“Ini dunia nyata, ini nyata, bukan episode dari cerita sendu dalam novel yang tengah kau baca, wake up …”
Lemas
seluruh persendian, lunglai tak ada daya. Rasa sakit yang luar biasa
menusuk-nusuk bagian dada, pedih. Saya kembali membaca tulisan yang
tertulis tidak rapi di atas secarik kertas putih itu. Kemarin saya
simpan di dalam dompet, Seletah dibaca, saya menekan tombol-tombol di
telpon genggam, dikirimkan pada adik saya. “tolong bantu googling di inet yaa…emailin ke aku ya, segera, makasih”. Pesan singkat terkirim.
Rasa
penasaran yang bertubi-tubi membuat saya mengalahkan rasa kesal karena
jaringan di ponsel yang tidak bersahabat. Namun hasil pencarian saya
tidak memuasakan, selain itu membaca di telepon genggampun terasa tak
nyaman. Saya yang biasanya sangat mudah kecewa dan marah untuk hal-hal
kecil seperti ini, hanya bisa menampakkan wajar datar tanpa ekspresi.

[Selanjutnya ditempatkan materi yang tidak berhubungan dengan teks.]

//! Forward and reverse geocoding against Nominatim (OpenStreetMap)
//!
//! Forward search returns administrative boundaries only; reverse lookup
//! decomposes an address into district/state/country with graceful handling
//! of absent fields.

use crate::config::GeocodingConfig;
use crate::http::{build_client, get_json};
use crate::models::{AddressDetail, BoundaryCandidate, BoundaryGeometry, BoundingBox};
use crate::LookupError;
use async_trait::async_trait;
use reqwest_middleware::ClientWithMiddleware;
use std::time::{Duration, Instant};
use tracing::{debug, info, instrument, warn};

/// Resolves free text to candidate administrative boundaries
#[async_trait]
pub trait GeoSearchClient: Send + Sync {
    /// Search for boundaries matching `query` (non-empty, already trimmed).
    ///
    /// An empty result is `Ok(vec![])`, not an error.
    async fn search(&self, query: &str) -> Result<Vec<BoundaryCandidate>, LookupError>;
}

/// Resolves a coordinate to structured address fields
#[async_trait]
pub trait ReverseLookupClient: Send + Sync {
    async fn reverse_lookup(&self, latitude: f64, longitude: f64)
    -> Result<AddressDetail, LookupError>;
}

/// Nominatim client implementing both lookup directions
pub struct NominatimClient {
    client: ClientWithMiddleware,
    base_url: String,
    result_limit: u32,
}

impl NominatimClient {
    /// Create a new Nominatim client
    pub fn new(config: &GeocodingConfig) -> Result<Self, LookupError> {
        let client = build_client(
            &config.user_agent,
            Duration::from_secs(config.timeout_seconds.into()),
        )?;

        Ok(Self {
            client,
            base_url: config.base_url.trim_end_matches('/').to_string(),
            result_limit: config.result_limit,
        })
    }

    fn search_url(&self, query: &str) -> String {
        format!(
            "{}/search?q={}&format=json&limit={}&polygon_geojson=1&addressdetails=1&extratags=1",
            self.base_url,
            urlencoding::encode(query),
            self.result_limit
        )
    }

    fn reverse_url(&self, latitude: f64, longitude: f64) -> String {
        format!(
            "{}/reverse?lat={}&lon={}&format=json&addressdetails=1",
            self.base_url, latitude, longitude
        )
    }
}

#[async_trait]
impl GeoSearchClient for NominatimClient {
    #[instrument(skip(self))]
    async fn search(&self, query: &str) -> Result<Vec<BoundaryCandidate>, LookupError> {
        let query = query.trim();
        if query.is_empty() {
            debug!("Skipping search for blank query");
            return Ok(Vec::new());
        }

        let start_time = Instant::now();
        let places: Vec<nominatim::Place> = get_json(&self.client, &self.search_url(query)).await?;
        let total = places.len();

        let candidates = nominatim::administrative_boundaries(places)?;

        if candidates.is_empty() {
            warn!(
                "No administrative boundaries for '{}' ({} raw results)",
                query, total
            );
        } else {
            info!(
                "Found {} boundaries for '{}' in {:.3}s",
                candidates.len(),
                query,
                start_time.elapsed().as_secs_f64()
            );
            debug!(
                "Boundaries: {:?}",
                candidates
                    .iter()
                    .map(|c| format!("{} ({})", c.display_name, c.format_coordinates()))
                    .collect::<Vec<_>>()
            );
        }

        Ok(candidates)
    }
}

#[async_trait]
impl ReverseLookupClient for NominatimClient {
    #[instrument(skip(self))]
    async fn reverse_lookup(
        &self,
        latitude: f64,
        longitude: f64,
    ) -> Result<AddressDetail, LookupError> {
        let start_time = Instant::now();
        let response: nominatim::ReverseResponse =
            get_json(&self.client, &self.reverse_url(latitude, longitude)).await?;

        let detail = AddressDetail::from(response);
        info!(
            "Reverse geocoded ({:.4}, {:.4}) in {:.3}s",
            latitude,
            longitude,
            start_time.elapsed().as_secs_f64()
        );
        Ok(detail)
    }
}

/// Nominatim response structures and conversion utilities
mod nominatim {
    use super::{AddressDetail, BoundaryCandidate, BoundaryGeometry, BoundingBox, LookupError};
    use serde::Deserialize;

    /// One `/search` result
    #[derive(Debug, Deserialize)]
    pub struct Place {
        pub place_id: u64,
        pub display_name: String,
        pub lat: String,
        pub lon: String,
        pub boundingbox: Vec<String>,
        #[serde(default)]
        pub class: String,
        #[serde(rename = "type", default)]
        pub place_type: String,
        pub geojson: Option<serde_json::Value>,
    }

    impl Place {
        pub fn is_administrative_boundary(&self) -> bool {
            self.class == "boundary" && self.place_type == "administrative"
        }
    }

    /// `/reverse` response; only the address block matters here
    #[derive(Debug, Deserialize)]
    pub struct ReverseResponse {
        pub address: Option<Address>,
    }

    #[derive(Debug, Deserialize, Default)]
    pub struct Address {
        pub state_district: Option<String>,
        pub county: Option<String>,
        pub state: Option<String>,
        pub country: Option<String>,
    }

    impl From<ReverseResponse> for AddressDetail {
        fn from(response: ReverseResponse) -> Self {
            let address = response.address.unwrap_or_default();
            AddressDetail {
                district: address
                    .state_district
                    .or(address.county)
                    .unwrap_or_default(),
                state: address.state.unwrap_or_default(),
                country: address.country.unwrap_or_default(),
            }
        }
    }

    fn parse_coordinate(field: &str, value: &str) -> Result<f64, LookupError> {
        value
            .trim()
            .parse::<f64>()
            .map_err(|_| LookupError::parse(format!("Invalid {field} '{value}'")))
    }

    impl TryFrom<Place> for BoundaryCandidate {
        type Error = LookupError;

        fn try_from(place: Place) -> Result<Self, Self::Error> {
            let [south, north, west, east] = place.boundingbox.as_slice() else {
                return Err(LookupError::parse(format!(
                    "Bounding box of '{}' has {} values, expected 4",
                    place.display_name,
                    place.boundingbox.len()
                )));
            };

            let bounding_box = BoundingBox::new(
                parse_coordinate("south", south)?,
                parse_coordinate("north", north)?,
                parse_coordinate("west", west)?,
                parse_coordinate("east", east)?,
            );

            Ok(BoundaryCandidate {
                id: place.place_id.to_string(),
                latitude: parse_coordinate("latitude", &place.lat)?,
                longitude: parse_coordinate("longitude", &place.lon)?,
                bounding_box,
                geometry: place.geojson.and_then(BoundaryGeometry::from_geojson),
                display_name: place.display_name,
            })
        }
    }

    /// Keep administrative boundaries, in provider order
    pub fn administrative_boundaries(
        places: Vec<Place>,
    ) -> Result<Vec<BoundaryCandidate>, LookupError> {
        places
            .into_iter()
            .filter(Place::is_administrative_boundary)
            .map(BoundaryCandidate::try_from)
            .collect()
    }
}
//! In-memory list of recently selected locations
//!
//! Most-recently-added first, unique by exact name, bounded to
//! [`RECENT_CAPACITY`] entries. Nothing is persisted between runs.

use serde::{Deserialize, Serialize};
use std::collections::VecDeque;
use tracing::debug;

/// Maximum number of entries kept
pub const RECENT_CAPACITY: usize = 5;

/// One remembered selection
#[derive(Debug, Serialize, Deserialize, Clone, PartialEq)]
pub struct RecentEntry {
    pub name: String,
    pub latitude: f64,
    pub longitude: f64,
}

#[derive(Debug, Clone, Default)]
pub struct RecentLocationCache {
    entries: VecDeque<RecentEntry>,
}

impl RecentLocationCache {
    #[must_use]
    pub fn new() -> Self {
        Self::default()
    }

    /// Remember a selection. Returns `true` if the list changed.
    ///
    /// A name that is already present is left where it is; it is not moved
    /// to the front.
    pub fn record(&mut self, name: &str, latitude: f64, longitude: f64) -> bool {
        if self.entries.iter().any(|entry| entry.name == name) {
            debug!("'{}' already in recent list", name);
            return false;
        }

        self.entries.push_front(RecentEntry {
            name: name.to_string(),
            latitude,
            longitude,
        });
        while self.entries.len() > RECENT_CAPACITY {
            if let Some(evicted) = self.entries.pop_back() {
                debug!("Evicted '{}' from recent list", evicted.name);
            }
        }
        true
    }

    /// Entries, newest first
    #[must_use]
    pub fn list(&self) -> Vec<RecentEntry> {
        self.entries.iter().cloned().collect()
    }

    /// Entry at `index` in [`list`](Self::list) order
    #[must_use]
    pub fn get(&self, index: usize) -> Option<&RecentEntry> {
        self.entries.get(index)
    }

    #[must_use]
    pub fn len(&self) -> usize {
        self.entries.len()
    }

    #[must_use]
    pub fn is_empty(&self) -> bool {
        self.entries.is_empty()
    }
}

#[cfg(test)]
mod tests {
    use super::*;
    use rstest::rstest;

    fn names(cache: &RecentLocationCache) -> Vec<String> {
        cache.list().into_iter().map(|entry| entry.name).collect()
    }

    #[test]
    fn test_newest_first() {
        let mut cache = RecentLocationCache::new();
        assert!(cache.record("Bavaria", 48.9, 11.4));
        assert!(cache.record("Tyrol", 47.2, 11.4));
        assert_eq!(names(&cache), vec!["Tyrol", "Bavaria"]);
    }

    #[test]
    fn test_record_is_idempotent_on_name() {
        let mut cache = RecentLocationCache::new();
        cache.record("Bavaria", 48.9, 11.4);
        cache.record("Tyrol", 47.2, 11.4);
        let before = cache.list();

        // same name, different coordinate: still a no-op
        assert!(!cache.record("Bavaria", 1.0, 2.0));
        assert_eq!(cache.list(), before);
        assert_eq!(cache.get(1).unwrap().latitude, 48.9);
    }

    #[test]
    fn test_sixth_distinct_name_evicts_oldest() {
        let mut cache = RecentLocationCache::new();
        for (i, name) in ["A", "B", "C", "D", "E", "F"].iter().enumerate() {
            cache.record(name, i as f64, 0.0);
        }
        assert_eq!(cache.len(), RECENT_CAPACITY);
        assert_eq!(names(&cache), vec!["F", "E", "D", "C", "B"]);
    }

    #[rstest]
    #[case(0)]
    #[case(1)]
    #[case(5)]
    #[case(12)]
    fn test_never_exceeds_capacity(#[case] count: usize) {
        let mut cache = RecentLocationCache::new();
        for i in 0..count {
            cache.record(&format!("place-{i}"), 0.0, 0.0);
        }
        assert_eq!(cache.len(), count.min(RECENT_CAPACITY));
        assert_eq!(cache.is_empty(), count == 0);
    }

    #[test]
    fn test_names_are_compared_exactly() {
        let mut cache = RecentLocationCache::new();
        cache.record("Georgia", 32.6, -83.4);
        assert!(cache.record("georgia", 42.3, 43.3));
        assert_eq!(cache.len(), 2);
    }
}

Kejadian seminggu terakhir yang sangat menguras energi, emosi dan
pikiran, membuat yang hal-hal kecil menjadi benar-benar kecil.
Hari ini sengaja Saya membawa netbook ke Rumah Sakit. Membuka email dari adik saya, langsung dibuka attachment-nya.
Dari sekian banyak artikel yang berbahasa inggris, saya buka artikel
yang berbahasa Indonesia. Sebuah hasil penelitian terhadap newborn babies yang mengalami perdarahan di otak (intracranial haemorrhage)
pada grade 1, 2, 3 dan 4. Terpatri di kepala saya, tabel itu, sebuah
tabel hasil penelitan yang diulas dalam artikel tersebut:
70% Tidak terselamatkan
27% Selamat - Catat (berat, sedang dan ringan)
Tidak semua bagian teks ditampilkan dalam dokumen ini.